**Provided data**
☆ ☆ ☆ ☆ ☆ ☆ ☆

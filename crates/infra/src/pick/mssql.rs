use std::convert::Infallible;
use std::sync::Arc;

use async_trait::async_trait;
use tracing::{Span, debug, instrument};

use dbqueue_core::{
    DatabaseDialect, PickTaskSettings, QueueLocation, QueueTableSchema, TaskRecord, TaskRetryType,
};

use super::{map_task_record, returned_columns};
use crate::dao::params::{PickTaskArgs, QUEUE_NAME, RETRY_INTERVAL};
use crate::dao::{QueueDaoError, QueuePickTaskDao};
use crate::database::{Database, RowAccessor};
use crate::sql_cache::SqlCache;

/// Claim strategy built on the `READPAST` and `UPDLOCK` table hints.
pub struct MssqlQueuePickTaskDao<D> {
    database: Arc<D>,
    schema: Arc<QueueTableSchema>,
    pick_sql: SqlCache<(QueueLocation, TaskRetryType)>,
}

impl<D: Database> MssqlQueuePickTaskDao<D> {
    pub fn new(database: Arc<D>, schema: Arc<QueueTableSchema>) -> Self {
        Self {
            database,
            schema,
            pick_sql: SqlCache::new(),
        }
    }

    pub fn pick_task_sql(&self, location: &QueueLocation, retry_type: TaskRetryType) -> Arc<str> {
        let key = (location.clone(), retry_type);
        let Ok(sql) = self.pick_sql.get_or_try_insert(&key, || {
            let sql = render_pick(&self.schema, location, retry_type);
            debug!(%location, %retry_type, %sql, "rendered mssql claim");
            Ok::<_, Infallible>(Arc::from(sql))
        });
        sql
    }
}

fn next_process_at(schema: &QueueTableSchema, retry_type: TaskRetryType) -> String {
    let attempt = schema.attempt_field();
    let seconds = match retry_type {
        TaskRetryType::GeometricBackoff => format!("power(2, {attempt}) * :{RETRY_INTERVAL}"),
        TaskRetryType::ArithmeticBackoff => format!("(1 + ({attempt} * 2)) * :{RETRY_INTERVAL}"),
        TaskRetryType::LinearBackoff => format!(":{RETRY_INTERVAL}"),
    };
    format!("dateadd(ss, {seconds}, SYSDATETIMEOFFSET())")
}

pub(crate) fn render_pick(
    schema: &QueueTableSchema,
    location: &QueueLocation,
    retry_type: TaskRetryType,
) -> String {
    let output = returned_columns(schema)
        .iter()
        .map(|c| format!("inserted.{c}"))
        .collect::<Vec<_>>()
        .join(", ");
    format!(
        "WITH cte AS (SELECT {id} FROM {table} WITH (READPAST, UPDLOCK) \
         WHERE {queue_name} = :{QUEUE_NAME} AND {next} <= SYSDATETIMEOFFSET() \
         ORDER BY {next} ASC OFFSET 0 ROWS FETCH NEXT 1 ROWS ONLY) \
         UPDATE {table} SET {next} = {backoff}, {attempt} = {attempt} + 1, \
         {total} = {total} + 1 OUTPUT {output} FROM {table} INNER JOIN cte ON {table}.{id} = cte.{id}",
        id = schema.id_field(),
        table = location.table_name(),
        queue_name = schema.queue_name_field(),
        next = schema.next_process_at_field(),
        backoff = next_process_at(schema, retry_type),
        attempt = schema.attempt_field(),
        total = schema.total_attempt_field(),
    )
}

#[async_trait]
impl<D: Database> QueuePickTaskDao for MssqlQueuePickTaskDao<D> {
    fn dialect(&self) -> DatabaseDialect {
        DatabaseDialect::Mssql
    }

    #[instrument(
        skip(self, location, settings),
        fields(
            table = %location.table_name(),
            queue = %location.queue_id(),
            retry_type = %settings.retry_type,
            task_id = tracing::field::Empty
        ),
        err
    )]
    async fn pick_task(
        &self,
        location: &QueueLocation,
        settings: &PickTaskSettings,
    ) -> Result<Option<TaskRecord>, QueueDaoError> {
        let args = PickTaskArgs::new(location, settings);
        let sql = self.pick_task_sql(location, settings.retry_type);
        let schema = &*self.schema;
        let mapper = |row: &dyn RowAccessor| map_task_record(schema, row);

        let task = self
            .database
            .select_one(&sql, &args.to_params(), &mapper)
            .await?;
        if let Some(task) = &task {
            Span::current().record("task_id", task.id.value());
        }
        Ok(task)
    }
}

#[cfg(test)]
mod tests {
    use super::*;
    use std::time::Duration;

    use crate::database::{RecordingDatabase, StatementKind};
    use dbqueue_core::QueueId;

    fn dao() -> (Arc<RecordingDatabase>, MssqlQueuePickTaskDao<RecordingDatabase>) {
        let db = Arc::new(RecordingDatabase::new());
        (Arc::clone(&db), MssqlQueuePickTaskDao::new(db, Arc::new(QueueTableSchema::default())))
    }

    fn location() -> QueueLocation {
        QueueLocation::new("queue_tasks", QueueId::new("mail")).unwrap()
    }

    #[test]
    fn claim_statement_uses_readpast_and_output() {
        let (_db, dao) = dao();
        let sql = dao.pick_task_sql(&location(), TaskRetryType::ArithmeticBackoff);
        assert_eq!(
            &*sql,
            "WITH cte AS (SELECT id FROM queue_tasks WITH (READPAST, UPDLOCK) \
             WHERE queue_name = :queueName AND next_process_at <= SYSDATETIMEOFFSET() \
             ORDER BY next_process_at ASC OFFSET 0 ROWS FETCH NEXT 1 ROWS ONLY) \
             UPDATE queue_tasks SET next_process_at = dateadd(ss, (1 + (attempt * 2)) * :retryInterval, SYSDATETIMEOFFSET()), \
             attempt = attempt + 1, total_attempt = total_attempt + 1 \
             OUTPUT inserted.id, inserted.payload, inserted.attempt, inserted.reenqueue_attempt, \
             inserted.total_attempt, inserted.created_at, inserted.next_process_at \
             FROM queue_tasks INNER JOIN cte ON queue_tasks.id = cte.id"
        );
    }

    #[test]
    fn geometric_and_linear_backoff() {
        let (_db, dao) = dao();
        assert!(
            dao.pick_task_sql(&location(), TaskRetryType::GeometricBackoff)
                .contains("dateadd(ss, power(2, attempt) * :retryInterval, SYSDATETIMEOFFSET())")
        );
        assert!(
            dao.pick_task_sql(&location(), TaskRetryType::LinearBackoff)
                .contains("dateadd(ss, :retryInterval, SYSDATETIMEOFFSET())")
        );
    }

    #[tokio::test]
    async fn no_eligible_row_is_none() {
        let (db, dao) = dao();
        let settings = PickTaskSettings::new(TaskRetryType::LinearBackoff, Duration::from_secs(5));
        assert!(dao.pick_task(&location(), &settings).await.unwrap().is_none());
        assert_eq!(db.last_statement().unwrap().kind, StatementKind::SelectOne);
    }
}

☆ ☆ ☆ ☆ ☆ ☆ ☆

**Required action**
Pull out every line above that holds the word "format".

**Your solution**
        TaskRetryType::GeometricBackoff => format!("power(2, {attempt}) * :{RETRY_INTERVAL}"),
        TaskRetryType::ArithmeticBackoff => format!("(1 + ({attempt} * 2)) * :{RETRY_INTERVAL}"),
        TaskRetryType::LinearBackoff => format!(":{RETRY_INTERVAL}"),
    format!("dateadd(ss, {seconds}, SYSDATETIMEOFFSET())")
        .map(|c| format!("inserted.{c}"))
    format!(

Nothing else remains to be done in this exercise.